MacOS – Internet Sharing, same LAN

internet-sharingmacosNetwork

I'd like to share internet from ethernet (10.0.100.2) to Wi-Fi.

But when I do so and then I connect a device via Wi-Fi I get a whole different network: 192.168.2.0. Is there a way to use the same 10.0.100.0 network?

I need it because I have internal DNS and need to debug stuff over the LAN.

Best Answer

You Mac is getting a single IP address on the LAN. To enable multiple devices to access the LAN, it creates a new private network on the Wi-Fi interface, and does NAT (Network Address Translation) between that network and the LAN. This is the same thing that happens when you connect your LAN (using private addresses) to the Internet using a router that gets a single public IP address.

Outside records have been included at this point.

use std::io::BufRead;
use std::path::PathBuf;
use std::time::Duration;

use anyhow::{bail, Context, Result};
use clap::{Parser, Subcommand};
use i2spi_core::{
    BenchConfig, BridgeConfig, BridgeService, BridgeStats, LogStore, ServiceEvent, Testbench,
    DEFAULT_ADDRESS, TICK_RATE_HZ,
};
use i2spi_decode::{I2cFrame, SampleRate, SpiFrame};
use log::{info, warn};
use serde::{Deserialize, Serialize};

/// Simulates the I2C to SPI bridge tick by tick
#[derive(Parser)]
#[command(name = "i2spi", version)]
struct Cli {
    /// More log output (-v debug, -vv trace)
    #[arg(short, long, action = clap::ArgAction::Count, global = true)]
    verbose: u8,

    #[command(subcommand)]
    command: Command,
}

#[derive(Subcommand)]
enum Command {
    /// Run a scenario to completion and report what reached the SPI side
    Run {
        /// JSON scenario file; the two-byte register write is used if omitted
        #[arg(long)]
        scenario: Option<PathBuf>,

        /// Print the report as JSON
        #[arg(long)]
        json: bool,

        /// Print the byte trace
        #[arg(long)]
        trace: bool,
    },
    /// Forward hex lines from stdin as write transactions
    Shell {
        /// Bridge address (hex)
        #[arg(long, value_parser = parse_hex, default_value = "28")]
        address: u8,

        /// SPI half period in ticks
        #[arg(long, default_value_t = 4)]
        divisor: u16,
    },
}

#[derive(Debug, Serialize, Deserialize)]
struct Scenario {
    #[serde(default)]
    bench: BenchConfig,
    transactions: Vec<Transaction>,
}

#[derive(Debug, Serialize, Deserialize)]
struct Transaction {
    #[serde(default = "default_address")]
    address: u8,
    #[serde(default)]
    read: bool,
    #[serde(with = "hex::serde", default)]
    data: Vec<u8>,
}

#[derive(Serialize)]
struct Report<'a> {
    i2c: &'a [I2cFrame],
    spi: &'a [SpiFrame],
    stats: BridgeStats,
}

/// Register write used when no scenario file is given.
const BUILTIN_PAYLOAD: [u8; 2] = [0x01, 0xA5];
const RUN_LIMIT: u64 = 50_000_000;
const SHELL_TIMEOUT: Duration = Duration::from_secs(10);

fn main() -> Result<()> {
    let cli = Cli::parse();
    let level = match cli.verbose {
        0 => log::LevelFilter::Info,
        1 => log::LevelFilter::Debug,
        _ => log::LevelFilter::Trace,
    };
    env_logger::Builder::from_default_env().filter_level(level).init();

    match cli.command {
        Command::Run {
            scenario,
            json,
            trace,
        } => run(scenario, json, trace),
        Command::Shell { address, divisor } => shell(address, divisor),
    }
}

fn default_address() -> u8 {
    DEFAULT_ADDRESS
}

fn parse_hex(s: &str) -> Result<u8, std::num::ParseIntError> {
    let s = s.trim_start_matches("0x").trim_start_matches("0X");
    u8::from_str_radix(s, 16)
}

fn load_scenario(path: Option<PathBuf>) -> Result<Scenario> {
    let Some(path) = path else {
        return Ok(Scenario {
            bench: BenchConfig::default(),
            transactions: vec![Transaction {
                address: DEFAULT_ADDRESS,
                read: false,
                data: BUILTIN_PAYLOAD.to_vec(),
            }],
        });
    };
    let text = std::fs::read_to_string(&path)
        .with_context(|| format!("reading scenario {}", path.display()))?;
    serde_json::from_str(&text).with_context(|| format!("parsing scenario {}", path.display()))
}

fn run(path: Option<PathBuf>, json: bool, trace: bool) -> Result<()> {
    let scenario = load_scenario(path)?;
    let mut bench = Testbench::new(scenario.bench.clone())?;
    for t in &scenario.transactions {
        if t.read {
            bench.transaction((t.address & 0x7f) << 1 | 1, &t.data);
        } else {
            bench.write(t.address, &t.data);
        }
    }

    if !bench.run_until_idle(RUN_LIMIT) {
        bail!("bridge still busy after {RUN_LIMIT} ticks");
    }
    info!("scenario finished after {} ticks", bench.stats().ticks);

    if json {
        let report = Report {
            i2c: bench.i2c_frames(),
            spi: bench.spi_frames(),
            stats: bench.stats(),
        };
        println!("{}", serde_json::to_string_pretty(&report)?);
    } else {
        print_report(&bench);
    }

    if trace {
        let mut log = LogStore::new(usize::MAX);
        for event in bench.events() {
            log.record(event);
        }
        print!("{}", log.to_text(true));
    }
    Ok(())
}

fn print_report(bench: &Testbench) {
    let rate = SampleRate(TICK_RATE_HZ as f64);

    println!("I2C:");
    for frame in bench.i2c_frames() {
        let status = if frame.fully_acked() {
            "ACK"
        } else if frame.acked {
            "partial"
        } else {
            "NACK"
        };
        println!(
            "  {:#04x} {} [{}] {}",
            frame.address,
            if frame.rw { "R" } else { "W" },
            hex::encode_upper(&frame.data),
            status
        );
    }

    println!("SPI:");
    for frame in bench.spi_frames() {
        let (start, end) = frame.span.to_seconds(rate);
        match frame.byte() {
            Some(byte) if frame.clean => println!(
                "  {:02X} -> {:02X}  {:.2}..{:.2} us",
                byte,
                frame.response,
                start * 1e6,
                end * 1e6
            ),
            _ => println!("  malformed ({} bits)  {:.2}..{:.2} us", frame.bits, start * 1e6, end * 1e6),
        }
    }

    let stats = bench.stats();
    println!(
        "ticks {}  transactions {} (nacked {})  received {}  dropped {}  transfers {}",
        stats.ticks,
        stats.transactions,
        stats.transactions_nacked,
        stats.bytes_received,
        stats.bytes_dropped,
        stats.spi_transfers
    );
}

fn shell(address: u8, divisor: u16) -> Result<()> {
    let cfg = BenchConfig {
        bridge: BridgeConfig {
            address,
            spi_divisor: divisor,
        },
        ..Default::default()
    };
    let service = BridgeService::open(cfg)?;

    for line in std::io::stdin().lock().lines() {
        let line = line?;
        let cleaned: String = line
            .split_whitespace()
            .map(|s| s.trim_start_matches("0x").trim_start_matches("0X"))
            .collect();
        if cleaned.is_empty() {
            continue;
        }
        let data = match hex::decode(&cleaned) {
            Ok(data) => data,
            Err(e) => {
                warn!("ignoring {line:?}: {e}");
                continue;
            }
        };

        service.write(address, data)?;
        wait_idle(&service)?;
    }

    service.request_stats()?;
    loop {
        if let ServiceEvent::Stats(stats) = service.events().recv_timeout(SHELL_TIMEOUT)? {
            println!("{}", serde_json::to_string(&stats)?);
            break;
        }
    }
    service.close();
    Ok(())
}

fn wait_idle(service: &BridgeService) -> Result<()> {
    loop {
        match service.events().recv_timeout(SHELL_TIMEOUT)? {
            ServiceEvent::I2cFrame(frame) if !frame.fully_acked() => {
                println!("NACK from {:#04x}", frame.address)
            }
            ServiceEvent::SpiFrame(frame) => match frame.byte() {
                Some(byte) => println!("SPI {byte:02X} -> {:02X}", frame.response),
                None => println!("SPI malformed ({} bits)", frame.bits),
            },
            ServiceEvent::Error(msg) => warn!("{msg}"),
            ServiceEvent::Idle => return Ok(()),
            ServiceEvent::Closed => bail!("bridge service closed"),
            _ => {}
        }
    }
}

#[cfg(test)]
mod main_tests {
    use super::*;

    #[test]
    fn scenario_payloads_are_hex() {
        let scenario: Scenario = serde_json::from_str(
            r#"{
                "bench": { "bridge": { "spi_divisor": 2 } },
                "transactions": [
                    { "data": "01a5" },
                    { "address": 81, "read": true }
                ]
            }"#,
        )
        .unwrap();

        assert_eq!(scenario.bench.bridge.spi_divisor, 2);
        assert_eq!(scenario.bench.bridge.address, DEFAULT_ADDRESS);
        assert_eq!(scenario.transactions[0].address, DEFAULT_ADDRESS);
        assert_eq!(scenario.transactions[0].data, vec![0x01, 0xA5]);
        assert!(scenario.transactions[1].read);
        assert!(scenario.transactions[1].data.is_empty());
    }

    #[test]
    fn builtin_scenario_is_register_write() {
        let scenario = load_scenario(None).unwrap();

        assert_eq!(scenario.transactions.len(), 1);
        assert_eq!(scenario.transactions[0].data, BUILTIN_PAYLOAD.to_vec());
    }

    #[test]
    fn address_accepts_prefix() {
        assert_eq!(parse_hex("0x28"), Ok(0x28));
        assert_eq!(parse_hex("3B"), Ok(0x3b));
        assert!(parse_hex("1ff").is_err());
    }
}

Devices on your Wi-Fi network will be able to access devices on your LAN. Their IP address will be "translated" to your Mac's IP address, so devices receiving requests will see them as coming from your Mac. When they reply (to your Mac), your Mac will then do the reverse translation and send the packet down to the original device on the Wi-Fi network.

Note that this works well when devices on the Wi-Fi network need to access devices on the LAN. The other way around would be a problem.

An alternative is to use bridging instead of sharing. In that case, devices on both networks will think they're all on the same network (your Mac will forward frames from one network to the other). But this means that any devices on your Wi-Fi network will appear on the LAN (and use IP addresses there). Depending on your LAN's policies, this may or may not be an issue.